# [Exercise aim]
Each record needs to be echoed exactly; can you do that?

# [Information provided]

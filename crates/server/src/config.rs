//! Server configuration

use anyhow::{Context, Result};
use lifecycle_lib::config::{settings, LifecycleConfig};
use serde::Deserialize;
use std::path::{Path, PathBuf};

/// Listener and audit sink settings, read from the `server` section
#[derive(Debug, Clone, Deserialize)]
#[serde(default)]
pub struct ServerConfig {
    /// Port for the prediction API
    pub port: u16,

    /// Port for the Prometheus exporter
    pub metrics_port: u16,

    /// CSV prediction log
    pub audit_log_path: PathBuf,

    /// SQLite prediction store
    pub audit_db_path: PathBuf,
}

impl Default for ServerConfig {
    fn default() -> Self {
        Self {
            port: 8000,
            metrics_port: 9100,
            audit_log_path: PathBuf::from("logs/predictions.csv"),
            audit_db_path: PathBuf::from("logs/predictions.db"),
        }
    }
}

#[derive(Debug, Default, Deserialize)]
struct ServerSection {
    #[serde(default)]
    server: ServerConfig,
}

/// Lifecycle settings plus the server section
#[derive(Debug, Clone)]
pub struct ServerSettings {
    pub lifecycle: LifecycleConfig,
    pub server: ServerConfig,
}

impl ServerSettings {
    /// Load from `path` (or `lifecycle.*` in the working directory) and `LIFECYCLE__*` variables
    pub fn load(path: Option<&Path>) -> Result<Self> {
        let layered = settings(path).context("Failed to read configuration")?;

        let lifecycle: LifecycleConfig = layered
            .clone()
            .try_deserialize()
            .context("Invalid lifecycle configuration")?;
        lifecycle.validate()?;

        let section: ServerSection = layered
            .try_deserialize()
            .context("Invalid server configuration")?;

        Ok(Self {
            lifecycle,
            server: section.server,
        })
    }
}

# [Task result]
filename crates/server/src/config.rs
//! Server configuration

use anyhow::{Context, Result};
use lifecycle_lib::config::{settings, LifecycleConfig};
use serde::Deserialize;
use std::path::{Path, PathBuf};

/// Listener and audit sink settings, read from the `server` section
#[derive(Debug, Clone, Deserialize)]
#[serde(default)]
pub struct ServerConfig {
    /// Port for the prediction API
    pub port: u16,

    /// Port for the Prometheus exporter
    pub metrics_port: u16,

    /// CSV prediction log
    pub audit_log_path: PathBuf,

    /// SQLite prediction store
    pub audit_db_path: PathBuf,
}

impl Default for ServerConfig {
    fn default() -> Self {
        Self {
            port: 8000,
            metrics_port: 9100,
            audit_log_path: PathBuf::from("logs/predictions.csv"),
            audit_db_path: PathBuf::from("logs/predictions.db"),
        }
    }
}

#[derive(Debug, Default, Deserialize)]
struct ServerSection {
    #[serde(default)]
    server: ServerConfig,
}

/// Lifecycle settings plus the server section
#[derive(Debug, Clone)]
pub struct ServerSettings {
    pub lifecycle: LifecycleConfig,
    pub server: ServerConfig,
}

impl ServerSettings {
    /// Load from `path` (or `lifecycle.*` in the working directory) and `LIFECYCLE__*` variables
    pub fn load(path: Option<&Path>) -> Result<Self> {
        let layered = settings(path).context("Failed to read configuration")?;

        let lifecycle: LifecycleConfig = layered
            .clone()
            .try_deserialize()
            .context("Invalid lifecycle configuration")?;
        lifecycle.validate()?;

        let section: ServerSection = layered
            .try_deserialize()
            .context("Invalid server configuration")?;

        Ok(Self {
            lifecycle,
            server: section.server,
        })
    }
}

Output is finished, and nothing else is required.